Sandy Koufax barreled into the big leagues with the Brooklyn Dodgers with a prized left arm but with absolutely no control over it. The next pitch could be a perfect strike or end up in Secaucus.

Koufax, before he became arguably the greatest left-handed pitcher of all time, started his career with six seasons of trying to gain dominion over the strike zone. It was epic in its scope.

Koufax and the strike zone was baseball’s Captain Ahab and Moby Dick.

But unlike Ahab’s elusive whale, Koufax’s demon stared him straight in the face, mocking him. The strike zone was hidden in plain sight during Koufax’s early years with the Dodgers.

Compiling Koufax’s statistics from his rookie year of 1955 thru 1960, it’s discovered that Sandy averaged 4.6 walks per nine innings pitched. You could get to first base with Koufax easier than you could with the town floozy.

Then something clicked, and from 1961 thru the end of his career in 1966, Koufax dominated National League hitters and surrendered just 2.4 walks per nine innings. Koufax had become the reverse Clint Hartung.

Clint Hartung died a few weeks ago at age 87. His legend will live on, and I’m about to make sure of it.

Hartung was a 6’5”, 210-pound pitcher/outfielder from Hondo, Texas. With a town called Hondo and in a state like Texas, being 6’5” must have been a requirement.

Hartung was a blue chip prospect, a can’t-miss kid. The Minneapolis Millers of the old Northern League signed Hartung in 1942. He was shortly thereafter drafted into WW II, where he played on military teams against other drafted pros.

As a pitcher, he went 25-0 during the war years, striking out an average of 15 batters per game. As an outfielder, he batted .567.

The New York Giants signed him in 1946 for a then-high sum of $35,000.

Sportswriter Tom Meany said, “Rather than stop at the Polo Grounds, they should have taken him straight to Cooperstown.”

Clint Hartung was supposed to make Northern Manhattan go crazy as a modern day Babe Ruth: a player whose pitching prowess was only matched by his hitting acumen.

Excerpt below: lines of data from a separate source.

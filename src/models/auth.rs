use serde::{Deserialize, Serialize};

// ---------------------------------------------------------------------------
// TokenRequest - Body of POST /oauthorize/token
// ---------------------------------------------------------------------------

#[derive(Debug, Clone, Serialize)]
#[serde(tag = "grant_type", rename_all = "snake_case")]
pub enum TokenRequest {
    Password { username: String, password: String },
    RefreshToken { refresh_token: String },
}

// ---------------------------------------------------------------------------
// TokenResponse - Grant result
// ---------------------------------------------------------------------------

#[derive(Debug, Clone, Serialize, Deserialize)]
pub struct TokenResponse {
    #[serde(default)]
    pub status: Option<String>,
    pub access_token: String,
    pub refresh_token: String,
    #[serde(default)]
    pub token_type: Option<String>,
    /// Lifetime in seconds.
    pub expires_in: i64,
}

// ---------------------------------------------------------------------------
// Token - Session-scoped credential record
// ---------------------------------------------------------------------------

#[derive(Clone, PartialEq, Eq)]
pub struct Token {
    pub access_token: String,
    pub refresh_token: String,
    /// Epoch milliseconds.
    pub expires_at: i64,
}

impl Token {
    pub fn from_response(response: &TokenResponse, now_ms: i64) -> Self {
        Self {
            access_token: response.access_token.clone(),
            refresh_token: response.refresh_token.clone(),
            expires_at: now_ms + response.expires_in * 1000,
        }
    }

    /// Valid only while `now < expires_at - buffer`.
    pub fn is_valid_at(&self, now_ms: i64, buffer_ms: i64) -> bool {
        now_ms < self.expires_at - buffer_ms
    }
}

impl std::fmt::Debug for Token {
    fn fmt(&self, f: &mut std::fmt::Formatter<'_>) -> std::fmt::Result {
        f.debug_struct("Token")
            .field("access_token", &"***")
            .field("refresh_token", &"***")
            .field("expires_at", &self.expires_at)
            .finish()
    }
}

Instead, Hartung became the poster child for the overhyped rookie.

Hartung pitched just 511 innings in the big leagues, compiling a 29-29 record and a 5.02 ERA. In 378 at-bats, he hit .238 and struck out 112 times.

Koufax was the reverse Hartung because he started as a flop and then earned his hype. The lesson? You never really know with prospects, do you?

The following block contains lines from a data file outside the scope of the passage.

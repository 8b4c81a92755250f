use serde::{Deserialize, Serialize};

// ---------------------------------------------------------------------------
// DataEnvelope - `{ "data": ... }` wrapper used by single-resource endpoints
// ---------------------------------------------------------------------------

#[derive(Debug, Clone, Serialize, Deserialize)]
pub struct DataEnvelope<T> {
    pub data: T,
}

// ---------------------------------------------------------------------------
// Paginated - List endpoints returning `data` plus pagination `meta`
// ---------------------------------------------------------------------------

#[derive(Debug, Clone, Serialize, Deserialize)]
pub struct Paginated<T> {
    #[serde(default = "Vec::new")]
    pub data: Vec<T>,
    #[serde(default)]
    pub links: Option<PaginationLinks>,
    /// Absent on endpoints that return everything in one page.
    #[serde(default)]
    pub meta: PaginationMeta,
}

impl<T> Paginated<T> {
    pub fn has_more(&self) -> bool {
        self.meta.current_page < self.meta.last_page
    }
}

#[derive(Debug, Clone, Serialize, Deserialize)]
pub struct PaginationMeta {
    pub current_page: u32,
    pub last_page: u32,
    #[serde(default)]
    pub from: Option<u64>,
    #[serde(default)]
    pub to: Option<u64>,
    #[serde(default)]
    pub per_page: Option<u32>,
    #[serde(default)]
    pub total: Option<u64>,
    #[serde(default)]
    pub path: Option<String>,
}

impl Default for PaginationMeta {
    fn default() -> Self {
        Self {
            current_page: 1,
            last_page: 1,
            from: None,
            to: None,
            per_page: None,
            total: None,
            path: None,
        }
    }
}

#[derive(Debug, Clone, Serialize, Deserialize)]
pub struct PaginationLinks {
    pub first: Option<String>,
    pub last: Option<String>,
    pub prev: Option<String>,
    pub next: Option<String>,
}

The can’t-miss kid exists in every big league organization.

He’s somewhere—whether in the lowest of the minors, or in Double-A, or maybe even on the 25-man major league roster. He’s young and sleek and wows the scouts and general managers with his “tools.” If he’s a pitcher, he’s said to have stuff that’s “nasty” and “filthy.”

The can’t-miss kid is a blue chip prospect that holds up trades between big league teams on an annual basis—right about now, as a matter of fact.

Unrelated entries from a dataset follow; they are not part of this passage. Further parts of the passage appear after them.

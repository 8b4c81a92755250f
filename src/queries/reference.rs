//! Name lookups against the cached reference snapshot.

use crate::cache::PersistentCache;
use crate::config::keys;
use crate::error::Result;
use crate::models::{DeliveryMethod, StaticData, TicketCategory};

pub struct ReferenceQuery<'a> {
    cache: &'a PersistentCache,
}

impl<'a> ReferenceQuery<'a> {
    pub fn new(cache: &'a PersistentCache) -> Self {
        Self { cache }
    }

    pub fn snapshot(&self) -> Result<Option<StaticData>> {
        self.cache.get(keys::STATIC_DATA)
    }

    fn lookup<T>(&self, f: impl FnOnce(&StaticData) -> Option<T>) -> Result<Option<T>> {
        Ok(self.snapshot()?.as_ref().and_then(f))
    }

    pub fn team_name(&self, id: u64) -> Result<Option<String>> {
        self.lookup(|s| s.team(id).map(|t| t.name.clone()))
    }

    pub fn venue_name(&self, id: u64) -> Result<Option<String>> {
        self.lookup(|s| s.venue(id).map(|v| v.name.clone()))
    }

    pub fn competition_name(&self, id: u64) -> Result<Option<String>> {
        self.lookup(|s| s.competition(id).map(|c| c.name.clone()))
    }

    pub fn country_name(&self, id: u64) -> Result<Option<String>> {
        self.lookup(|s| s.country(id).map(|c| c.name.clone()))
    }

    /// Country name by ISO code, case-insensitive.
    pub fn country_by_code(&self, code: &str) -> Result<Option<String>> {
        self.lookup(|s| {
            s.countries
                .iter()
                .find(|c| c.code.eq_ignore_ascii_case(code))
                .map(|c| c.name.clone())
        })
    }

    pub fn ticket_category_name(&self, id: u64) -> Result<Option<String>> {
        self.lookup(|s| s.ticket_category(id).map(|c| c.name.clone()))
    }

    pub fn ticket_categories_for_venue(&self, venue_id: u64) -> Result<Vec<TicketCategory>> {
        Ok(self
            .lookup(|s| {
                Some(
                    s.ticket_categories
                        .iter()
                        .filter(|c| c.venue == Some(venue_id))
                        .cloned()
                        .collect::<Vec<_>>(),
                )
            })?
            .unwrap_or_default())
    }

    pub fn delivery_method(&self, id: u64) -> Result<Option<DeliveryMethod>> {
        self.lookup(|s| s.delivery_method(id).cloned())
    }
}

The inter-league, non-waiver trading deadline in Major League Baseball is upon us. As I bang on my keyboard, the deadline for making trades between the two leagues without the necessity of players clearing waivers is about 15 hours away.

Big names have been mentioned as destined to be wearing different uniforms come Sunday morning. The usual pre-deadline rumor mill, churning as briskly as ever.

Whether these big names get moved will largely depend on certain GMs and their hesitancy to trade their so-called can’t-miss, blue chip prospects.

There are still a bunch of Clint Hartungs lurking in every big league organization. And they are going to determine the fate of pennant races in both leagues—either by their being traded, or by their GM’s reluctance thereof.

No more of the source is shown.